Saved entries:
--------------------------------------------------
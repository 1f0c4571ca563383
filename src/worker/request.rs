//! Per-request execution (§4.2): build one HTTP request from a `Task` plus
//! an optional dynamic-param variant, run it under a timeout, and fold the
//! outcome into a `LiveResult`.
//!
//! Grounded on the teacher's `worker.rs` request-issuing loop for the
//! client-reuse and duration-measurement shape, with the error
//! categorization lifted from `errors.rs`'s `ErrorCategory`. The
//! variant-vs-base-task selection (a variant replaces headers/query/body
//! outright, it never merges with the task's own) follows
//! `request.go`'s `goRequest`/`constructRequest`.

use std::time::{Duration, Instant, SystemTime, UNIX_EPOCH};

use reqwest::{Client, Method};
use tracing::debug;

use crate::errors::ErrorCategory;
use crate::metrics::{REQUESTS_TOTAL, REQUEST_DURATION_SECONDS};
use crate::model::{HttpMethod, LiveResult, Task};
use crate::scripting::{ParamVariant, ResponseChecker};

fn reqwest_method(method: HttpMethod) -> Method {
    match method {
        HttpMethod::Get => Method::GET,
        HttpMethod::Post => Method::POST,
        HttpMethod::Put => Method::PUT,
        HttpMethod::Delete => Method::DELETE,
    }
}

fn now_secs() -> u64 {
    SystemTime::now()
        .duration_since(UNIX_EPOCH)
        .unwrap_or_default()
        .as_secs()
}

/// Truncates `message` to its last `max_len` bytes, at a char boundary, per
/// `ErrorCutLength` (§4.2): long reqwest error chains are otherwise mostly
/// noise from the connector's own retry bookkeeping.
fn cut_error(message: &str, max_len: usize) -> String {
    if message.len() <= max_len {
        return message.to_string();
    }
    let start = message.len() - max_len;
    let mut boundary = start;
    while boundary < message.len() && !message.is_char_boundary(boundary) {
        boundary += 1;
    }
    message[boundary..].to_string()
}

/// Executes one HTTP request built from `task`, optionally overridden by a
/// dynamic-param `variant`, with a response-check callable invoked on
/// success. `stop` is folded into the result so a worker cancelled
/// mid-flight is visible to the integrator (§4.2 Stop semantics).
pub async fn execute_request(
    client: &Client,
    task: &Task,
    variant: Option<&ParamVariant>,
    checker: Option<&dyn ResponseChecker>,
    timeout: Duration,
    max_timeout: Duration,
    max_body_size: Option<u64>,
    error_cut_length: usize,
    stop: bool,
) -> LiveResult {
    let mut builder = client.request(reqwest_method(task.method), &task.url);

    // A variant replaces the task's own headers/query/body wholesale rather
    // than merging with them — the request picks one or the other, never
    // both (§4.2).
    let (headers, query, body): (_, Vec<(String, String)>, _) = match variant {
        Some(variant) => (
            &variant.headers,
            variant.query.iter().map(|(k, v)| (k.clone(), v.clone())).collect(),
            variant.body.clone(),
        ),
        None => (&task.headers, task.query.clone(), task.body.clone()),
    };

    for (k, v) in headers {
        builder = builder.header(k, v);
    }
    if !query.is_empty() {
        builder = builder.query(&query);
    }
    if let Some(body) = &body {
        builder = builder.json(body);
    }

    let started = Instant::now();
    let outcome = tokio::time::timeout(timeout, builder.send()).await;
    let mut duration = started.elapsed();
    if duration > max_timeout {
        duration = max_timeout;
    }

    let timestamp = now_secs();

    let response = match outcome {
        Ok(Ok(response)) => response,
        Ok(Err(e)) => {
            let category = ErrorCategory::from_reqwest_error(&e);
            debug!(task_id = task.task_id, ?category, "request failed");
            REQUESTS_TOTAL.with_label_values(&["error"]).inc();
            REQUEST_DURATION_SECONDS.observe(duration.as_secs_f64());
            return LiveResult {
                timestamp,
                duration_ms: duration.as_millis() as u64,
                status_code: None,
                response_length: 0,
                err_string: Some(cut_error(&e.to_string(), error_cut_length)),
                body_check_result: None,
                stop,
            };
        }
        Err(_) => {
            REQUESTS_TOTAL.with_label_values(&["timeout"]).inc();
            REQUEST_DURATION_SECONDS.observe(max_timeout.as_secs_f64());
            return LiveResult {
                timestamp,
                duration_ms: max_timeout.as_millis() as u64,
                status_code: None,
                response_length: 0,
                err_string: Some(cut_error("request timed out", error_cut_length)),
                body_check_result: None,
                stop,
            };
        }
    };

    let status_code = response.status().as_u16();
    let body_bytes = match read_capped_body(response, max_body_size).await {
        Ok(bytes) => bytes,
        Err(e) => {
            REQUESTS_TOTAL.with_label_values(&["error"]).inc();
            REQUEST_DURATION_SECONDS.observe(duration.as_secs_f64());
            return LiveResult {
                timestamp,
                duration_ms: duration.as_millis() as u64,
                status_code: Some(status_code),
                response_length: 0,
                err_string: Some(cut_error(&e.to_string(), error_cut_length)),
                body_check_result: None,
                stop,
            };
        }
    };

    let body_check_result = checker.map(|c| c.check(&String::from_utf8_lossy(&body_bytes)));

    REQUESTS_TOTAL.with_label_values(&["ok"]).inc();
    REQUEST_DURATION_SECONDS.observe(duration.as_secs_f64());
    LiveResult {
        timestamp,
        duration_ms: duration.as_millis() as u64,
        status_code: Some(status_code),
        response_length: body_bytes.len() as u64,
        err_string: None,
        body_check_result,
        stop,
    }
}

/// Reads the response body, stopping early once `max_body_size` bytes have
/// been read (§4.2: "read body up to `max_body_size` if set").
async fn read_capped_body(
    mut response: reqwest::Response,
    max_body_size: Option<u64>,
) -> Result<Vec<u8>, reqwest::Error> {
    let Some(limit) = max_body_size else {
        return Ok(response.bytes().await?.to_vec());
    };

    let mut buf = Vec::with_capacity(limit.min(64 * 1024) as usize);
    while let Some(chunk) = response.chunk().await? {
        buf.extend_from_slice(&chunk);
        if buf.len() as u64 >= limit {
            buf.truncate(limit as usize);
            break;
        }
    }
    Ok(buf)
}

#[cfg(test)]
mod tests {
    use super::*;

    #[test]
    fn cut_error_keeps_only_the_tail() {
        let message = "a".repeat(300) + "TAIL";
        let cut = cut_error(&message, 10);
        assert_eq!(cut.len(), 10);
        assert!(cut.ends_with("TAIL"));
    }

    #[test]
    fn cut_error_is_noop_for_short_messages() {
        assert_eq!(cut_error("boom", 256), "boom");
    }

    #[test]
    fn reqwest_method_maps_every_variant() {
        assert_eq!(reqwest_method(HttpMethod::Get), Method::GET);
        assert_eq!(reqwest_method(HttpMethod::Post), Method::POST);
        assert_eq!(reqwest_method(HttpMethod::Put), Method::PUT);
        assert_eq!(reqwest_method(HttpMethod::Delete), Method::DELETE);
    }
}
--------------------------------------------------
**To do:**
Could you copy every line from the records that mentions the word "replaces"?

**Task answer:**
//! variant-vs-base-task selection (a variant replaces headers/query/body
    // A variant replaces the task's own headers/query/body wholesale rather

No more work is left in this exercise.